____ PROVIDED DATA

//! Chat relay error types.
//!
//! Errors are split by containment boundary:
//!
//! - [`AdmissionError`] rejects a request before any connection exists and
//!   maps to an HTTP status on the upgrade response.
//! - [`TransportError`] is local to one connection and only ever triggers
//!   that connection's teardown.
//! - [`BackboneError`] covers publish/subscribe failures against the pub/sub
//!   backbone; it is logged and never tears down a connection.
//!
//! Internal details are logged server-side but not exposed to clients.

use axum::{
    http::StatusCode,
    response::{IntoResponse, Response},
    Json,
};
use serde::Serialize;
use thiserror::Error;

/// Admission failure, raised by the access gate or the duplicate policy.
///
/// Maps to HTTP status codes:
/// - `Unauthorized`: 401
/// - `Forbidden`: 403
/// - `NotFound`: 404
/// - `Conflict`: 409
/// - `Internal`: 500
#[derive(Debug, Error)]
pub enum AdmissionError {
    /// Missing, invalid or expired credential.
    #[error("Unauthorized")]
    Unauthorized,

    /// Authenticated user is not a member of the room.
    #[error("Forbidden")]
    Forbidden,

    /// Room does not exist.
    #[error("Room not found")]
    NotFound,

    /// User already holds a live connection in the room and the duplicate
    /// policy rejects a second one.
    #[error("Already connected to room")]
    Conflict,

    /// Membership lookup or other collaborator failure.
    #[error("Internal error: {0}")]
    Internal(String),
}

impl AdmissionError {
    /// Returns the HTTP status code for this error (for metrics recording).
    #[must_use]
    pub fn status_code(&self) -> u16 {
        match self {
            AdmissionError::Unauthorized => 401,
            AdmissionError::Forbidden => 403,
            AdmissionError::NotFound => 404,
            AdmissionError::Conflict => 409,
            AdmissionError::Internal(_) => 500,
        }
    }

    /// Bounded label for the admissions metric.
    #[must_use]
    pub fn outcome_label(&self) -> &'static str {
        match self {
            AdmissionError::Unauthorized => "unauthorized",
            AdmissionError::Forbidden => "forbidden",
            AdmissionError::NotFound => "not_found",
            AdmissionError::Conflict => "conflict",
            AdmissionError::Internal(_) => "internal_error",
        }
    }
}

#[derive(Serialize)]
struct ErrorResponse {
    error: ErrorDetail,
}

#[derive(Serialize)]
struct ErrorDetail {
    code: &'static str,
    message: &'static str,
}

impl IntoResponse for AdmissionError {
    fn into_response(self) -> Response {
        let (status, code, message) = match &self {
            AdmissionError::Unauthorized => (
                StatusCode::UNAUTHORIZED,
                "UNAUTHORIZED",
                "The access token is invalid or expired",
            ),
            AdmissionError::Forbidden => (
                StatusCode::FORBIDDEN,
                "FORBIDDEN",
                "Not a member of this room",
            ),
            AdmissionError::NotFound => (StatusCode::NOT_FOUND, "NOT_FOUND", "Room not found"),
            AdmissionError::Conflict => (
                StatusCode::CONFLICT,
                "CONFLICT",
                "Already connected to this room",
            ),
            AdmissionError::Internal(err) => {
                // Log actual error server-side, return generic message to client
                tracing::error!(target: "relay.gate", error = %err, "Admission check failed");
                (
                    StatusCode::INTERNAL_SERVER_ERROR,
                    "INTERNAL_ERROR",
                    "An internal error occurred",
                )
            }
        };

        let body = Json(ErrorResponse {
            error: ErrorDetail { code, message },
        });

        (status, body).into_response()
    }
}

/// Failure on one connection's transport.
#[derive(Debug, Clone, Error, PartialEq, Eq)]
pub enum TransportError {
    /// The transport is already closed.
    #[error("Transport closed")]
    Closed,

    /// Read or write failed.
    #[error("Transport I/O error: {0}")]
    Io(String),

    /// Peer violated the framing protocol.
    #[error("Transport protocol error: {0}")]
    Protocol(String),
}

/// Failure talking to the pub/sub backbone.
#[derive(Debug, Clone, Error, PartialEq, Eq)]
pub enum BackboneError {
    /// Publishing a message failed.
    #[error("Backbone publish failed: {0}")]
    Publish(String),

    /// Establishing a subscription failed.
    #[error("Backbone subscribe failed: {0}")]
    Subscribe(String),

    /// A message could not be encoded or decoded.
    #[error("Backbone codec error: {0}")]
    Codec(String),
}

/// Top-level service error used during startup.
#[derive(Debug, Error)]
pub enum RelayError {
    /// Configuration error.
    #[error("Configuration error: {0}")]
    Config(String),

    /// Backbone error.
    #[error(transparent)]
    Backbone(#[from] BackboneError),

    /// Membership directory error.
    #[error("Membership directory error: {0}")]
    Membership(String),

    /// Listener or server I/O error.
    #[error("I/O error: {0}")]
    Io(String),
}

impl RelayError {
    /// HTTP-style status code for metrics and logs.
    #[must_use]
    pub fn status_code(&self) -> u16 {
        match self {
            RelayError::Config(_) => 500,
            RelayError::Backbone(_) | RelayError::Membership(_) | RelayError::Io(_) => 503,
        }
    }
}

________

### WHAT YOU NEED TO DO
Every single line of the listing must be retyped exactly.

### TASK RESPONSE
//! Chat relay error types.
//!
//! Errors are split by containment boundary:
//!
//! - [`AdmissionError`] rejects a request before any connection exists and
//!   maps to an HTTP status on the upgrade response.
//! - [`TransportError`] is local to one connection and only ever triggers
//!   that connection's teardown.
//! - [`BackboneError`] covers publish/subscribe failures against the pub/sub
//!   backbone; it is logged and never tears down a connection.
//!
//! Internal details are logged server-side but not exposed to clients.

use axum::{
    http::StatusCode,
    response::{IntoResponse, Response},
    Json,
};
use serde::Serialize;
use thiserror::Error;

/// Admission failure, raised by the access gate or the duplicate policy.
///
/// Maps to HTTP status codes:
/// - `Unauthorized`: 401
/// - `Forbidden`: 403
/// - `NotFound`: 404
/// - `Conflict`: 409
/// - `Internal`: 500
#[derive(Debug, Error)]
pub enum AdmissionError {
    /// Missing, invalid or expired credential.
    #[error("Unauthorized")]
    Unauthorized,

    /// Authenticated user is not a member of the room.
    #[error("Forbidden")]
    Forbidden,

    /// Room does not exist.
    #[error("Room not found")]
    NotFound,

    /// User already holds a live connection in the room and the duplicate
    /// policy rejects a second one.
    #[error("Already connected to room")]
    Conflict,

    /// Membership lookup or other collaborator failure.
    #[error("Internal error: {0}")]
    Internal(String),
}

impl AdmissionError {
    /// Returns the HTTP status code for this error (for metrics recording).
    #[must_use]
    pub fn status_code(&self) -> u16 {
        match self {
            AdmissionError::Unauthorized => 401,
            AdmissionError::Forbidden => 403,
            AdmissionError::NotFound => 404,
            AdmissionError::Conflict => 409,
            AdmissionError::Internal(_) => 500,
        }
    }

    /// Bounded label for the admissions metric.
    #[must_use]
    pub fn outcome_label(&self) -> &'static str {
        match self {
            AdmissionError::Unauthorized => "unauthorized",
            AdmissionError::Forbidden => "forbidden",
            AdmissionError::NotFound => "not_found",
            AdmissionError::Conflict => "conflict",
            AdmissionError::Internal(_) => "internal_error",
        }
    }
}

#[derive(Serialize)]
struct ErrorResponse {
    error: ErrorDetail,
}

#[derive(Serialize)]
struct ErrorDetail {
    code: &'static str,
    message: &'static str,
}

impl IntoResponse for AdmissionError {
    fn into_response(self) -> Response {
        let (status, code, message) = match &self {
            AdmissionError::Unauthorized => (
                StatusCode::UNAUTHORIZED,
                "UNAUTHORIZED",
                "The access token is invalid or expired",
            ),
            AdmissionError::Forbidden => (
                StatusCode::FORBIDDEN,
                "FORBIDDEN",
                "Not a member of this room",
            ),
            AdmissionError::NotFound => (StatusCode::NOT_FOUND, "NOT_FOUND", "Room not found"),
            AdmissionError::Conflict => (
                StatusCode::CONFLICT,
                "CONFLICT",
                "Already connected to this room",
            ),
            AdmissionError::Internal(err) => {
                // Log actual error server-side, return generic message to client
                tracing::error!(target: "relay.gate", error = %err, "Admission check failed");
                (
                    StatusCode::INTERNAL_SERVER_ERROR,
                    "INTERNAL_ERROR",
                    "An internal error occurred",
                )
            }
        };

        let body = Json(ErrorResponse {
            error: ErrorDetail { code, message },
        });

        (status, body).into_response()
    }
}

/// Failure on one connection's transport.
#[derive(Debug, Clone, Error, PartialEq, Eq)]
pub enum TransportError {
    /// The transport is already closed.
    #[error("Transport closed")]
    Closed,

    /// Read or write failed.
    #[error("Transport I/O error: {0}")]
    Io(String),

    /// Peer violated the framing protocol.
    #[error("Transport protocol error: {0}")]
    Protocol(String),
}

/// Failure talking to the pub/sub backbone.
#[derive(Debug, Clone, Error, PartialEq, Eq)]
pub enum BackboneError {
    /// Publishing a message failed.
    #[error("Backbone publish failed: {0}")]
    Publish(String),

    /// Establishing a subscription failed.
    #[error("Backbone subscribe failed: {0}")]
    Subscribe(String),

    /// A message could not be encoded or decoded.
    #[error("Backbone codec error: {0}")]
    Codec(String),
}

/// Top-level service error used during startup.
#[derive(Debug, Error)]
pub enum RelayError {
    /// Configuration error.
    #[error("Configuration error: {0}")]
    Config(String),

    /// Backbone error.
    #[error(transparent)]
    Backbone(#[from] BackboneError),

    /// Membership directory error.
    #[error("Membership directory error: {0}")]
    Membership(String),

    /// Listener or server I/O error.
    #[error("I/O error: {0}")]
    Io(String),
}

impl RelayError {
    /// HTTP-style status code for metrics and logs.
    #[must_use]
    pub fn status_code(&self) -> u16 {
        match self {
            RelayError::Config(_) => 500,
            RelayError::Backbone(_) | RelayError::Membership(_) | RelayError::Io(_) => 503,
        }
    }
}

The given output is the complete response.